_What is being asked_.
Find all lines in the records that include the word "super", and copy them out.

_Data in this exercise_.
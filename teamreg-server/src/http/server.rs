//! Axum server setup
//!
//! Server skeleton with:
//! - Localhost-only CORS by default
//! - Tracing middleware
//! - Graceful shutdown on SIGTERM/Ctrl+C

use std::net::SocketAddr;
use std::sync::Arc;

use axum::http::{HeaderValue, Uri};
use axum::response::{IntoResponse, Response};
use axum::Router;
use sqlx::AnyPool;
use tokio::net::TcpListener;
use tower_http::catch_panic::CatchPanicLayer;
use tower_http::cors::{AllowOrigin, Any, CorsLayer};
use tower_http::trace::TraceLayer;

use super::error::ApiError;
use super::routes;

/// Origins the registration form is served from during development
const DEFAULT_CORS_ORIGINS: &[&str] = &[
    "http://localhost:3000",
    "http://127.0.0.1:3000",
    "http://localhost:3001",
    "http://127.0.0.1:3001",
];

/// Server configuration
#[derive(Debug, Clone)]
pub struct ServerConfig {
    /// Address to bind to (default: 127.0.0.1:3001)
    pub bind_addr: SocketAddr,

    /// Allow permissive CORS (default: false = `cors_origins` only)
    ///
    /// WARNING: Setting this to true allows any origin.
    pub cors_permissive: bool,

    /// Origins allowed when not permissive
    pub cors_origins: Vec<String>,
}

impl Default for ServerConfig {
    fn default() -> Self {
        Self {
            bind_addr: SocketAddr::from(([127, 0, 0, 1], 3001)),
            cors_permissive: false,
            cors_origins: DEFAULT_CORS_ORIGINS.iter().map(|o| o.to_string()).collect(),
        }
    }
}

/// Shared application state
///
/// The pool is the only state shared between requests.
#[derive(Clone)]
pub struct AppState {
    pub pool: AnyPool,
}

/// Server error type
#[derive(Debug, thiserror::Error)]
pub enum ServerError {
    #[error("IO error: {0}")]
    Io(#[from] std::io::Error),

    #[error("invalid CORS origin: '{0}'")]
    InvalidOrigin(String),
}

/// Build the application router.
pub fn build_router(state: AppState, config: &ServerConfig) -> Result<Router, ServerError> {
    let cors = cors_layer(config)?;

    Ok(Router::new()
        .merge(routes::health::router())
        .merge(routes::submit::router())
        .fallback(not_found)
        .layer(CatchPanicLayer::custom(panic_response))
        .layer(cors)
        .layer(TraceLayer::new_for_http())
        .with_state(Arc::new(state)))
}

/// Run the HTTP server until a shutdown signal arrives, then close the pool.
///
/// # Example
///
/// ```ignore
/// let pool = create_pool(&DatabaseConfig::from_env()?).await?;
/// run_server(pool, ServerConfig::default()).await?;
/// ```
pub async fn run_server(pool: AnyPool, config: ServerConfig) -> Result<(), ServerError> {
    let app = build_router(AppState { pool: pool.clone() }, &config)?;

    // Bind listener
    let listener = TcpListener::bind(config.bind_addr).await?;
    tracing::info!("Server listening on {}", config.bind_addr);

    // Run with graceful shutdown
    let served = axum::serve(listener, app)
        .with_graceful_shutdown(shutdown_signal())
        .await;

    pool.close().await;
    tracing::info!("Database pool closed");

    served?;
    tracing::info!("Server shutdown complete");
    Ok(())
}

fn cors_layer(config: &ServerConfig) -> Result<CorsLayer, ServerError> {
    if config.cors_permissive {
        tracing::warn!("CORS: Permissive mode enabled - all origins allowed");
        return Ok(CorsLayer::permissive());
    }

    let origins = config
        .cors_origins
        .iter()
        .map(|origin| {
            origin
                .parse::<HeaderValue>()
                .map_err(|_| ServerError::InvalidOrigin(origin.clone()))
        })
        .collect::<Result<Vec<_>, _>>()?;

    Ok(CorsLayer::new()
        .allow_origin(AllowOrigin::list(origins))
        .allow_methods(Any)
        .allow_headers(Any))
}

async fn not_found(uri: Uri) -> ApiError {
    ApiError::NotFound {
        path: uri.path().to_owned(),
    }
}

fn panic_response(panic: Box<dyn std::any::Any + Send + 'static>) -> Response {
    let message = if let Some(s) = panic.downcast_ref::<String>() {
        s.clone()
    } else if let Some(s) = panic.downcast_ref::<&str>() {
        s.to_string()
    } else {
        "handler panicked".to_string()
    };

    ApiError::Internal { message }.into_response()
}

/// Wait for shutdown signal (Ctrl+C or SIGTERM).
async fn shutdown_signal() {
    let ctrl_c = async {
        if let Err(err) = tokio::signal::ctrl_c().await {
            tracing::error!(error = %err, "Failed to install Ctrl+C handler");
            std::future::pending::<()>().await;
        }
    };

    #[cfg(unix)]
    let terminate = async {
        match tokio::signal::unix::signal(tokio::signal::unix::SignalKind::terminate()) {
            Ok(mut signal) => {
                signal.recv().await;
            }
            Err(err) => {
                tracing::error!(error = %err, "Failed to install SIGTERM handler");
                std::future::pending::<()>().await;
            }
        }
    };

    #[cfg(not(unix))]
    let terminate = std::future::pending::<()>();

    tokio::select! {
        _ = ctrl_c => {
            tracing::info!("Received Ctrl+C, starting shutdown");
        }
        _ = terminate => {
            tracing::info!("Received SIGTERM, starting shutdown");
        }
    }
}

_Solution to this exercise_.
use super::error::ApiError;
use super::routes;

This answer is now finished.